Enumerating ways to decompose an integer into the sum of two squares

2010-06-26T22:05:28Z

The well known "Sum of Squares Function" tells you the number of ways you can represent an integer as the sum of two squares. See the link for details, but it is based on counting the factors of the number N into powers of 2, powers of primes = 1 mod 4 and powers of primes = 3 mod 4.

Given such a factorization, it's easy to find the number of ways to decompose N into two squares. But how do you efficiently enumerate the decompositions?
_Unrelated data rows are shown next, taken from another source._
//! Integration tests for matrix construction and shape accessors.

use densemat::{Matrix, MatrixError};

// ---------------------------------------------------------------------------
// Checked constructors
// ---------------------------------------------------------------------------

#[test]
fn new_is_zero_filled() {
    let m = Matrix::new(6, 9).unwrap();
    assert_eq!(m.shape(), (6, 9));
    assert!(m.iter().all(|&v| v == 0.0));
}

#[test]
fn new_rejects_zero_rows() {
    let err = Matrix::new(0, 4).unwrap_err();
    assert_eq!(err, MatrixError::InvalidDimension { rows: 0, cols: 4 });
}

#[test]
fn new_rejects_zero_cols() {
    let err = Matrix::new(3, 0).unwrap_err();
    assert_eq!(err, MatrixError::InvalidDimension { rows: 3, cols: 0 });
}

#[test]
fn default_is_a_single_zero() {
    let m = Matrix::default();
    assert_eq!(m.shape(), (1, 1));
    assert_eq!(m.get(0, 0).unwrap(), 0.0);
}

#[test]
fn from_shape_vec_lays_out_rows() {
    let m = Matrix::from_shape_vec(2, 3, vec![1.0, 2.0, 3.0, 4.0, 5.0, 6.0]).unwrap();
    assert_eq!(m.row_slice(0).unwrap(), &[1.0, 2.0, 3.0]);
    assert_eq!(m.row_slice(1).unwrap(), &[4.0, 5.0, 6.0]);
}

#[test]
fn from_shape_vec_rejects_wrong_length() {
    let err = Matrix::from_shape_vec(2, 3, vec![1.0, 2.0, 3.0]).unwrap_err();
    assert_eq!(
        err,
        MatrixError::DataLength {
            rows: 2,
            cols: 3,
            len: 3
        }
    );
}

#[test]
fn from_shape_vec_rejects_zero_extent() {
    let err = Matrix::from_shape_vec(0, 3, vec![]).unwrap_err();
    assert_eq!(err, MatrixError::InvalidDimension { rows: 0, cols: 3 });
}

#[test]
fn from_rows_builds_row_major() {
    let m = Matrix::from_rows(vec![vec![1.0, 2.0], vec![3.0, 4.0]]).unwrap();
    assert_eq!(m.as_slice(), &[1.0, 2.0, 3.0, 4.0]);
}

#[test]
fn from_rows_rejects_ragged_rows() {
    let err = Matrix::from_rows(vec![vec![1.0, 2.0], vec![3.0]]).unwrap_err();
    assert_eq!(
        err,
        MatrixError::DataLength {
            rows: 2,
            cols: 2,
            len: 1
        }
    );
}

#[test]
fn from_rows_rejects_empty_input() {
    assert!(Matrix::from_rows(vec![]).is_err());
    assert!(Matrix::from_rows(vec![vec![]]).is_err());
}

#[test]
fn try_from_nested_vec() {
    let m = Matrix::try_from(vec![vec![1.0], vec![2.0]]).unwrap();
    assert_eq!(m.shape(), (2, 1));
    assert_eq!(m.as_slice(), &[1.0, 2.0]);
}

#[test]
fn identity_has_a_unit_diagonal() {
    let id = Matrix::identity(3).unwrap();
    for row in 0..3 {
        for col in 0..3 {
            let expected = if row == col { 1.0 } else { 0.0 };
            assert_eq!(id.get(row, col).unwrap(), expected);
        }
    }
    let total: f64 = id.iter().sum();
    assert_eq!(total, 3.0);
}

#[test]
fn identity_rejects_order_zero() {
    assert!(Matrix::identity(0).is_err());
}

// ---------------------------------------------------------------------------
// Shape accessors and display
// ---------------------------------------------------------------------------

#[test]
fn shape_accessors_agree() {
    let m = Matrix::new(4, 2).unwrap();
    assert_eq!(m.nrows(), 4);
    assert_eq!(m.ncols(), 2);
    assert_eq!(m.shape(), (4, 2));
    assert!(!m.is_square());
    assert!(Matrix::new(3, 3).unwrap().is_square());
}

#[test]
fn display_formats_bracketed_rows() {
    let m = Matrix::from_rows(vec![vec![1.0, 2.0], vec![3.0, 4.0]]).unwrap();
    assert_eq!(format!("{}", m), "[[1, 2],\n [3, 4]]");
}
So for example, given N=2*5*5*13*13=8450 , I'd like to generate the four pairs:

13*13+91*91=8450

23*23+89*89=8450

35*35+85*85=8450

47*47+79*79=8450

The obvious algorithm (I used for the above example) is to simply take i=1,2,3,...,$\sqrt{N/2}$ and test if (N-i*i) is a square. But that can be expensive for large N. Is there a way to generate the pairs more efficiently? I already have the factorization of N, which may be useful.

(You can instead iterate between $i=\sqrt{N/2}$ and $\sqrt{N}$ but that's just a constant savings, it's still $O(\sqrt N)$.
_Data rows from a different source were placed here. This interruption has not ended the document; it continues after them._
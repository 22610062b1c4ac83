//! Transpose, cofactor expansion, determinants, and inversion.

use crate::error::MatrixError;

use super::Matrix;

impl Matrix {
    /// Returns the transpose of `self`.
    pub fn transpose(&self) -> Matrix {
        let mut out = vec![0.0; self.data.len()];
        for row in 0..self.rows {
            for col in 0..self.cols {
                out[col * self.rows + row] = self.data[row * self.cols + col];
            }
        }
        Matrix {
            rows: self.cols,
            cols: self.rows,
            data: out,
        }
    }

    /// Copy of `self` with one row and one column removed.
    fn submatrix_without(&self, row: usize, col: usize) -> Matrix {
        let mut data = Vec::with_capacity((self.rows - 1) * (self.cols - 1));
        for r in 0..self.rows {
            if r == row {
                continue;
            }
            for c in 0..self.cols {
                if c == col {
                    continue;
                }
                data.push(self.data[r * self.cols + c]);
            }
        }
        Matrix {
            rows: self.rows - 1,
            cols: self.cols - 1,
            data,
        }
    }

    /// The minor of the element at `(row, col)`: the determinant of `self`
    /// with that row and column removed.
    ///
    /// Succeeds only on square matrices of order 2 and up: removing a row
    /// and a column from a single row or column would leave a zero extent,
    /// and a rectangular submatrix has no determinant.
    pub fn minor(&self, row: usize, col: usize) -> Result<f64, MatrixError> {
        if !self.in_bounds(row, col) {
            return Err(self.out_of_bounds(row, col));
        }
        if self.rows < 2 || self.cols < 2 {
            return Err(MatrixError::InvalidDimension {
                rows: self.rows - 1,
                cols: self.cols - 1,
            });
        }
        self.submatrix_without(row, col).determinant()
    }

    /// The matrix of signed minors, built by a row-major scan.
    ///
    /// The sign flips from one visited element to the next across the whole
    /// scan, so on even-sided matrices rows do not restart at `+` the way
    /// the textbook checkerboard does. Odd-sided matrices match the
    /// checkerboard exactly.
    pub fn cofactor_matrix(&self) -> Result<Matrix, MatrixError> {
        if !self.is_square() {
            return Err(MatrixError::NotSquare {
                rows: self.rows,
                cols: self.cols,
            });
        }
        if self.rows < 2 {
            return Err(MatrixError::UndefinedOperation {
                rows: self.rows,
                cols: self.cols,
            });
        }
        let mut out = Matrix::new(self.rows, self.cols)?;
        let mut sign = 1.0;
        for row in 0..self.rows {
            for col in 0..self.cols {
                let minor = self.submatrix_without(row, col).determinant()?;
                out.data[row * self.cols + col] = sign * minor;
                sign = -sign;
            }
        }
        Ok(out)
    }

    /// The determinant, computed by forward Gaussian elimination in O(n^3).
    ///
    /// No row exchanges are performed: a zero pivot short-circuits the
    /// elimination and yields exactly `0.0`, even for matrices a pivoting
    /// algorithm could still reduce.
    pub fn determinant(&self) -> Result<f64, MatrixError> {
        if !self.is_square() {
            return Err(MatrixError::NotSquare {
                rows: self.rows,
                cols: self.cols,
            });
        }
        let n = self.rows;
        if n == 1 {
            return Ok(self.data[0]);
        }
        let mut work = self.clone();
        for p in 0..n - 1 {
            let pivot = work.data[p * n + p];
            if pivot == 0.0 {
                return Ok(0.0);
            }
            for r in p + 1..n {
                let factor = -work.data[r * n + p] / pivot;
                for c in p..n {
                    let delta = factor * work.data[p * n + c];
                    work.data[r * n + c] += delta;
                }
            }
        }
        let mut det = 1.0;
        for i in 0..n {
            det *= work.data[i * n + i];
        }
        Ok(det)
    }

    /// The inverse, via the adjugate: transposed cofactors over the
    /// determinant.
    ///
    /// Fails with [`MatrixError::SingularMatrix`] when the determinant is
    /// exactly zero; for a 1x1 matrix that means its only element is zero.
    /// Inherits the sign convention of [`Matrix::cofactor_matrix`], including
    /// its behavior on even-sided matrices.
    pub fn inverse(&self) -> Result<Matrix, MatrixError> {
        let det = self.determinant()?;
        if det == 0.0 {
            return Err(MatrixError::SingularMatrix);
        }
        if self.rows == 1 {
            return Ok(Matrix {
                rows: 1,
                cols: 1,
                data: vec![1.0 / self.data[0]],
            });
        }
        let mut out = self.cofactor_matrix()?.transpose();
        for v in &mut out.data {
            *v /= det;
        }
        Ok(out)
    }
}
//! Scene ingestion: an importer-agnostic node-graph contract, flattened into
//! world-space mesh instances, plus the OBJ binding backed by `tobj`.

use std::path::Path;
use std::sync::Arc;

use tracing::warn;

use crate::error::{MeshError, SceneError};
use crate::lights::Light;
use crate::mesh::{Face, Mesh, MeshInstance};
use crate::prim::{Mat4, Scalar, Vec2, Vec4};

/// One node of an imported scene's hierarchy: a local transform, references
/// into `SceneGraph::meshes`, and child node indices.
#[derive(Debug, Clone)]
pub struct Node {
    pub transform: Mat4,
    pub mesh_indices: Vec<usize>,
    pub children: Vec<usize>,
}

/// A camera as exposed by an importer, prior to any CLI overrides.
#[derive(Debug, Clone)]
pub struct ImportedCamera {
    pub name: String,
    pub xform: Mat4,
    pub fov: Scalar,
    pub aspect: Scalar,
}

/// The flattened contract the core needs from any importer (spec §4.3,
/// §6): a node hierarchy with per-node transform and mesh references, a
/// shared mesh list, and a camera list. Every binding (OBJ today; glTF or
/// similar tomorrow) produces one of these and nothing else reaches the
/// core.
#[derive(Debug, Clone)]
pub struct SceneGraph {
    pub meshes: Vec<Arc<Mesh>>,
    pub nodes: Vec<Node>,
    pub roots: Vec<usize>,
    pub cameras: Vec<ImportedCamera>,
}

impl SceneGraph {
    /// Depth-first traversal accumulating transforms by left-multiplication,
    /// producing one [`MeshInstance`] per mesh reference at each visited
    /// node (spec §4.3 "Leaves").
    pub fn flatten_instances(&self) -> Vec<MeshInstance> {
        let mut out = Vec::new();
        for &root in &self.roots {
            self.flatten_node(root, Mat4::identity(), &mut out);
        }
        out
    }

    fn flatten_node(&self, index: usize, parent_xform: Mat4, out: &mut Vec<MeshInstance>) {
        let node = &self.nodes[index];
        let xform = parent_xform * node.transform;
        for &mesh_idx in &node.mesh_indices {
            out.push(MeshInstance::new(self.meshes[mesh_idx].clone(), xform));
        }
        for &child in &node.children {
            self.flatten_node(child, xform, out);
        }
    }
}

/// A fully loaded scene: instances ready for [`crate::bvh::Bvh::build`],
/// lights, and the cameras available to pick from.
pub struct Scene {
    pub instances: Vec<MeshInstance>,
    pub cameras: Vec<ImportedCamera>,
    pub lights: Vec<Light>,
}

impl Scene {
    /// Flatten `graph`'s node hierarchy into world-space instances and pair
    /// it with `lights`, producing the value the renderer actually consumes.
    pub fn from_graph(graph: SceneGraph, lights: Vec<Light>) -> Scene {
        Scene {
            instances: graph.flatten_instances(),
            cameras: graph.cameras,
            lights,
        }
    }
}

/// Load an OBJ file via `tobj` and bind it into a [`SceneGraph`].
///
/// `tobj` triangulates n-gons and has no concept of a node hierarchy or
/// cameras, so the binding produces a single root node (identity transform)
/// referencing every mesh, and an empty camera list — the documented
/// degenerate case for this importer (see SPEC_FULL.md §4).
pub fn load_obj_scene_graph(path: &Path) -> Result<SceneGraph, SceneError> {
    let (models, _materials) = tobj::load_obj(
        path,
        &tobj::LoadOptions {
            triangulate: true,
            single_index: true,
            ..Default::default()
        },
    )
    .map_err(|source| SceneError::Import {
        path: path.to_path_buf(),
        source,
    })?;

    if models.is_empty() {
        return Err(SceneError::NoMeshes {
            path: path.to_path_buf(),
        });
    }

    let meshes: Vec<Arc<Mesh>> = models
        .into_iter()
        .map(|model| Arc::new(mesh_from_tobj(model.name, model.mesh)))
        .collect();

    let mesh_indices = (0..meshes.len()).collect();
    let root = Node {
        transform: Mat4::identity(),
        mesh_indices,
        children: Vec::new(),
    };

    Ok(SceneGraph {
        meshes,
        nodes: vec![root],
        roots: vec![0],
        cameras: Vec::new(),
    })
}

/// Build a [`Mesh`] from a `tobj::Mesh`, substituting an empty placeholder
/// and logging on failure (spec §7 MalformedMesh).
fn mesh_from_tobj(name: String, raw: tobj::Mesh) -> Mesh {
    match try_mesh_from_tobj(&name, &raw) {
        Ok(mesh) => mesh,
        Err(err) => {
            warn!(mesh = %name, error = %err, "malformed mesh, substituting empty placeholder");
            Mesh::empty(name)
        }
    }
}

fn try_mesh_from_tobj(name: &str, raw: &tobj::Mesh) -> Result<Mesh, MeshError> {
    if raw.indices.len() % 3 != 0 {
        return Err(MeshError::NotTriangulated {
            index_count: raw.indices.len(),
        });
    }

    let vertex_count = raw.positions.len() / 3;
    let vertices: Vec<Vec4> = (0..vertex_count)
        .map(|i| {
            crate::prim::point4(
                raw.positions[i * 3] as Scalar,
                raw.positions[i * 3 + 1] as Scalar,
                raw.positions[i * 3 + 2] as Scalar,
            )
        })
        .collect();

    let normals: Vec<Vec4> = if raw.normals.is_empty() {
        Vec::new()
    } else {
        (0..raw.normals.len() / 3)
            .map(|i| {
                crate::prim::dir4(
                    raw.normals[i * 3] as Scalar,
                    raw.normals[i * 3 + 1] as Scalar,
                    raw.normals[i * 3 + 2] as Scalar,
                )
            })
            .collect()
    };

    let uvs: Vec<Vec2> = if raw.texcoords.is_empty() {
        Vec::new()
    } else {
        (0..raw.texcoords.len() / 2)
            .map(|i| {
                Vec2::new(
                    raw.texcoords[i * 2] as Scalar,
                    raw.texcoords[i * 2 + 1] as Scalar,
                )
            })
            .collect()
    };

    let faces: Vec<Face> = raw
        .indices
        .chunks_exact(3)
        .map(|c| Face {
            i0: c[0],
            i1: c[1],
            i2: c[2],
        })
        .collect();

    Mesh::new(name.to_string(), vertices, normals, uvs, faces)
}

/// The default light used when a scene defines none: a single white
/// directional light from `(1, -1, 0)`, matching the reference renderer's
/// fallback.
pub fn default_lights() -> Vec<Light> {
    vec![Light::Directional {
        color: crate::prim::Vec3::new(1.0, 1.0, 1.0),
        intensity: 1.0,
        dir: crate::prim::dir4(1.0, -1.0, 0.0).normalize(),
    }]
}

#[cfg(test)]
mod tests {
    use super::*;
    use crate::prim::point4;

    fn two_node_graph() -> SceneGraph {
        let mesh = Mesh::new(
            "tri".to_string(),
            vec![
                point4(-1.0, -1.0, 0.0),
                point4(1.0, -1.0, 0.0),
                point4(0.0, 1.0, 0.0),
            ],
            vec![],
            vec![],
            vec![Face { i0: 0, i1: 1, i2: 2 }],
        )
        .unwrap();
        SceneGraph {
            meshes: vec![Arc::new(mesh)],
            nodes: vec![
                Node {
                    transform: Mat4::new_translation(&crate::prim::Vec3::new(5.0, 0.0, 0.0)),
                    mesh_indices: vec![0],
                    children: vec![1],
                },
                Node {
                    transform: Mat4::new_translation(&crate::prim::Vec3::new(0.0, 2.0, 0.0)),
                    mesh_indices: vec![0],
                    children: vec![],
                },
            ],
            roots: vec![0],
            cameras: Vec::new(),
        }
    }

    #[test]
    fn flatten_accumulates_transforms_depth_first() {
        let graph = two_node_graph();
        let instances = graph.flatten_instances();
        assert_eq!(instances.len(), 2);
        let p0 = instances[0].xform * point4(0.0, 0.0, 0.0);
        assert!((p0.x - 5.0).abs() < 1e-5);
        let p1 = instances[1].xform * point4(0.0, 0.0, 0.0);
        assert!((p1.x - 5.0).abs() < 1e-5);
        assert!((p1.y - 2.0).abs() < 1e-5);
    }

    #[test]
    fn default_lights_is_single_directional() {
        let lights = default_lights();
        assert_eq!(lights.len(), 1);
        assert!(matches!(lights[0], Light::Directional { .. }));
    }

    #[test]
    fn not_triangulated_error_message_reports_index_count() {
        let err = MeshError::NotTriangulated { index_count: 5 };
        assert!(err.to_string().contains("5 indices"));
    }
}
Answer by Gerry Myerson for Enumerating ways to decompose an integer into the sum of two squares

2010-06-26T22:41:01Z

The factorization of $N$ is useful, since $$(a^2+b^2)(c^2+d^2)=(ac+bd)^2+(ad-bc)^2$$ There are good algorithms for expressing a prime as a sum of two squares or, what amounts to the same thing, finding a square root of minus one modulo $p$. See, e.g., http://www.emis.de/journals/AMEN/2005/030308-1.pdf

Edit: Perhaps I should add a word about solving $x^2\equiv-1\pmod p$. If $a$ is a quadratic non-residue (mod $p$) then we can take $x\equiv a^{(p-1)/4}\pmod p$. In practice, you can find a quadratic non-residue pretty quickly by just trying small numbers in turn, or trying (pseudo-)random numbers.

Answer by Will Jagy for Enumerating ways to decompose an integer into the sum of two squares

2010-06-27T01:41:32Z

This is the simplest case of the Hardy-Muskat-Williams algorithm. Anyway, here is a link to a 1995 paper by Kenneth S. Williams, http://www.mathstat.carleton.ca/~williams/papers/pdf/202.pdf and to the original HMW paper http://www.ams.org/journals/mcom/1990-55-191/S0025-5718-1990-1023762-3/S0025-5718-1990-1023762-3.pdf .
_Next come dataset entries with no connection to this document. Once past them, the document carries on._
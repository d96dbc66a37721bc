//! Triangulated geometry: `Mesh` (shared, immutable) and `MeshInstance`
//! (one placement of a mesh under a world transform).

use std::sync::Arc;

use crate::aabb::Aabb;
use crate::error::MeshError;
use crate::prim::{xyz, Mat4, Scalar, Vec2, Vec3, Vec4};

/// One triangular face, indexing `Mesh::vertices`.
#[derive(Debug, Clone, Copy, PartialEq, Eq)]
pub struct Face {
    pub i0: u32,
    pub i1: u32,
    pub i2: u32,
}

/// Immutable triangulated geometry, shared by every [`MeshInstance`] that
/// places it in the scene.
#[derive(Debug, Clone)]
pub struct Mesh {
    pub name: String,
    pub vertices: Vec<Vec4>,
    /// Per-vertex normals. Empty means "no vertex normals".
    pub normals: Vec<Vec4>,
    /// Per-vertex UVs. Empty means "no UVs".
    pub uvs: Vec<Vec2>,
    pub faces: Vec<Face>,
    /// Unit face-plane normals, one per face, computed at construction.
    pub plane_normals: Vec<Vec4>,
    pub object_space_aabb: Aabb,
}

impl Mesh {
    /// Validate and construct a mesh. Computes `plane_normals` and
    /// `object_space_aabb`. Fails if any face index is out of bounds, or if
    /// `normals`/`uvs` are non-empty but mismatched in length with
    /// `vertices`.
    pub fn new(
        name: String,
        vertices: Vec<Vec4>,
        normals: Vec<Vec4>,
        uvs: Vec<Vec2>,
        faces: Vec<Face>,
    ) -> Result<Mesh, MeshError> {
        for (face_idx, f) in faces.iter().enumerate() {
            for &idx in &[f.i0, f.i1, f.i2] {
                if idx as usize >= vertices.len() {
                    return Err(MeshError::IndexOutOfBounds {
                        face: face_idx,
                        index: idx,
                        vertex_count: vertices.len(),
                    });
                }
            }
        }
        if !normals.is_empty() && normals.len() != vertices.len() {
            return Err(MeshError::NormalsLenMismatch {
                normals_len: normals.len(),
                vertex_count: vertices.len(),
            });
        }
        if !uvs.is_empty() && uvs.len() != vertices.len() {
            return Err(MeshError::UvsLenMismatch {
                uvs_len: uvs.len(),
                vertex_count: vertices.len(),
            });
        }

        let plane_normals = faces
            .iter()
            .map(|f| {
                let v0 = xyz(vertices[f.i0 as usize]);
                let v1 = xyz(vertices[f.i1 as usize]);
                let v2 = xyz(vertices[f.i2 as usize]);
                let n = (v1 - v0).cross(&(v2 - v0)).normalize();
                Vec4::new(n.x, n.y, n.z, 0.0)
            })
            .collect();

        let object_space_aabb = Aabb::from_points(vertices.iter().map(|v| xyz(*v)));

        Ok(Mesh {
            name,
            vertices,
            normals,
            uvs,
            faces,
            plane_normals,
            object_space_aabb,
        })
    }

    /// The placeholder substituted for a mesh that failed construction
    /// (spec §7, MalformedMesh): zero geometry, empty bounds.
    pub fn empty(name: String) -> Mesh {
        Mesh {
            name,
            vertices: Vec::new(),
            normals: Vec::new(),
            uvs: Vec::new(),
            faces: Vec::new(),
            plane_normals: Vec::new(),
            object_space_aabb: Aabb::empty(),
        }
    }

    /// A restartable, lazily-computed sequence of triangle views.
    pub fn triangles(&self) -> impl Iterator<Item = TriangleView<'_>> + '_ {
        (0..self.faces.len()).map(move |face_index| TriangleView {
            mesh: self,
            face_index,
        })
    }
}

/// A lazily-computed view of one triangle of a [`Mesh`].
#[derive(Debug, Clone, Copy)]
pub struct TriangleView<'a> {
    mesh: &'a Mesh,
    face_index: usize,
}

impl<'a> TriangleView<'a> {
    fn face(&self) -> Face {
        self.mesh.faces[self.face_index]
    }

    pub fn p0(&self) -> Vec4 {
        self.mesh.vertices[self.face().i0 as usize]
    }

    pub fn p1(&self) -> Vec4 {
        self.mesh.vertices[self.face().i1 as usize]
    }

    pub fn p2(&self) -> Vec4 {
        self.mesh.vertices[self.face().i2 as usize]
    }

    pub fn plane_normal(&self) -> Vec4 {
        self.mesh.plane_normals[self.face_index]
    }

    /// Interpolate the vertex normals by barycentric coordinates. Falls back
    /// to the face's flat plane normal when the mesh carries no per-vertex
    /// normals (spec §4.2 step 5; see DESIGN.md for the §9 fallback
    /// resolution).
    pub fn surface_normal(&self, bary: Vec3) -> Vec4 {
        if self.mesh.normals.is_empty() {
            return self.plane_normal();
        }
        let f = self.face();
        let n0 = self.mesh.normals[f.i0 as usize];
        let n1 = self.mesh.normals[f.i1 as usize];
        let n2 = self.mesh.normals[f.i2 as usize];
        n0 * bary.x + n1 * bary.y + n2 * bary.z
    }

    pub fn surface_uvs(&self, bary: Vec3) -> Vec2 {
        if self.mesh.uvs.is_empty() {
            return Vec2::zeros();
        }
        let f = self.face();
        let uv0 = self.mesh.uvs[f.i0 as usize];
        let uv1 = self.mesh.uvs[f.i1 as usize];
        let uv2 = self.mesh.uvs[f.i2 as usize];
        uv0 * bary.x + uv1 * bary.y + uv2 * bary.z
    }
}

/// One placement of a shared [`Mesh`] under a world transform.
#[derive(Debug, Clone)]
pub struct MeshInstance {
    pub mesh: Arc<Mesh>,
    pub xform: Mat4,
    pub inv_xform: Mat4,
}

impl MeshInstance {
    pub fn new(mesh: Arc<Mesh>, xform: Mat4) -> MeshInstance {
        let inv_xform = xform
            .try_inverse()
            .expect("mesh instance transform must be invertible");
        MeshInstance {
            mesh,
            xform,
            inv_xform,
        }
    }

    /// The tight world-space AABB around this instance's oriented bounding
    /// box (spec §4.3: transform all 8 corners, take the component-wise
    /// min/max).
    pub fn world_aabb(&self) -> Aabb {
        self.mesh.object_space_aabb.transform(&self.xform)
    }
}

#[allow(dead_code)]
fn _assert_scalar_is_float(_: Scalar) {}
As I'm not sure you are aware of these details, let me point out that if $$ 4^k \;| \; \; x^2 + y^2$$ then $ 2^k \; | \; x $ and $ 2^k \; | \; y. $ That is, you might as well divide your target by powers of 4 before doing anything difficult. Then after you are finished multiply $x,y$ by the appropriate power of $2.$

This is very similar. If there is a prime $$ q \equiv 3 \pmod 4 $$ and $ q | n,$ then keep dividing the target by powers of $q^2$ until it is no longer divisible by $q^2.$ If the remaining number is divisible by $q$ there is actually no representation at all. But if $$ q^{2k} \;\parallel \; \; x^2 + y^2$$ then $ q^k \; | x $ and $ q^k \; | y. $ The notation $ q^{2k} \;\parallel \; \; x^2 + y^2$ means $ q^{2k} \; | \; \; x^2 + y^2$ but it is not true that $ q^{2k +1} \; | \; \; x^2 + y^2$

Well, that is enough caution. What you really need to know is expressing primes $$ p \equiv 1 \pmod 4 $$ and indeed $ p^m,$ which is not much more difficult. Once you can do that, combine my notes with all possible ways of applying Gerry's multiplication formula (by changing $\pm$ signs and order),

Answer by unknown (yahoo) for Enumerating ways to decompose an integer into the sum of two squares

2012-07-20T21:37:24Z

I wouldn't mind an elaboration on Gerry's hints. For example, N=5*5*13*13*17*17 is going to have 13 representations. What variants of x +/- yi are we multiplying together to come up with those? In Gerry's example, how come we don't look at (2-i) as a term and end up with 8 representations?